╭─ Records shown

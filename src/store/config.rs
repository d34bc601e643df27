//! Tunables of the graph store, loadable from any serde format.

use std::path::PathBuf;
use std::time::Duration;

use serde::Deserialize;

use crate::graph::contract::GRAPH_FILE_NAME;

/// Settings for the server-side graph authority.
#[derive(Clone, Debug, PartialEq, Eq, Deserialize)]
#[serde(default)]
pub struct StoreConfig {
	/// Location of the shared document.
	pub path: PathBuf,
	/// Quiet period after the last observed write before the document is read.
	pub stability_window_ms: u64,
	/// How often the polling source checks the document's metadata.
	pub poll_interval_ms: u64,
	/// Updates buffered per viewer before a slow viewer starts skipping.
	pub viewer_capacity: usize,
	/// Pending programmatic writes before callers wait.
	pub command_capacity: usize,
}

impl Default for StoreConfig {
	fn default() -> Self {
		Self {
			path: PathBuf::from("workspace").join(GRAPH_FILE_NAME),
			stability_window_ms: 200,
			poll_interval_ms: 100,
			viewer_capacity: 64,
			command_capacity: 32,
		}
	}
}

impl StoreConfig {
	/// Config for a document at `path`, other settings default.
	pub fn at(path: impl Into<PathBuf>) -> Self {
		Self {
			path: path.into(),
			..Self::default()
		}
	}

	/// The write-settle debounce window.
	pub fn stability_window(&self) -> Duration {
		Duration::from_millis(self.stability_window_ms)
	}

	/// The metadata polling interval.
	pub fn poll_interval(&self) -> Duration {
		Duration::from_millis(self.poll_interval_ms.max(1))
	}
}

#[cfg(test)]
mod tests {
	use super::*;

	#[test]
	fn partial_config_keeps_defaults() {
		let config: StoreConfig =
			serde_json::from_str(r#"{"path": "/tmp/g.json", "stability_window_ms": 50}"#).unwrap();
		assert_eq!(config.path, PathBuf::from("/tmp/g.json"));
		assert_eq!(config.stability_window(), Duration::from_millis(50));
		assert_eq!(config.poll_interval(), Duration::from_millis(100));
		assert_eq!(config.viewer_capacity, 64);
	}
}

╰─

▸ Assignment
With every line intact, print the records above again.

▸ Response
filename src/store/config.rs
repository d34bc601e643df27
//! Tunables of the graph store, loadable from any serde format.

use std::path::PathBuf;
use std::time::Duration;

use serde::Deserialize;

use crate::graph::contract::GRAPH_FILE_NAME;

/// Settings for the server-side graph authority.
#[derive(Clone, Debug, PartialEq, Eq, Deserialize)]
#[serde(default)]
pub struct StoreConfig {
	/// Location of the shared document.
	pub path: PathBuf,
	/// Quiet period after the last observed write before the document is read.
	pub stability_window_ms: u64,
	/// How often the polling source checks the document's metadata.
	pub poll_interval_ms: u64,
	/// Updates buffered per viewer before a slow viewer starts skipping.
	pub viewer_capacity: usize,
	/// Pending programmatic writes before callers wait.
	pub command_capacity: usize,
}

impl Default for StoreConfig {
	fn default() -> Self {
		Self {
			path: PathBuf::from("workspace").join(GRAPH_FILE_NAME),
			stability_window_ms: 200,
			poll_interval_ms: 100,
			viewer_capacity: 64,
			command_capacity: 32,
		}
	}
}

impl StoreConfig {
	/// Config for a document at `path`, other settings default.
	pub fn at(path: impl Into<PathBuf>) -> Self {
		Self {
			path: path.into(),
			..Self::default()
		}
	}

	/// The write-settle debounce window.
	pub fn stability_window(&self) -> Duration {
		Duration::from_millis(self.stability_window_ms)
	}

	/// The metadata polling interval.
	pub fn poll_interval(&self) -> Duration {
		Duration::from_millis(self.poll_interval_ms.max(1))
	}
}

#[cfg(test)]
mod tests {
	use super::*;

	#[test]
	fn partial_config_keeps_defaults() {
		let config: StoreConfig =
			serde_json::from_str(r#"{"path": "/tmp/g.json", "stability_window_ms": 50}"#).unwrap();
		assert_eq!(config.path, PathBuf::from("/tmp/g.json"));
		assert_eq!(config.stability_window(), Duration::from_millis(50));
		assert_eq!(config.poll_interval(), Duration::from_millis(100));
		assert_eq!(config.viewer_capacity, 64);
	}
}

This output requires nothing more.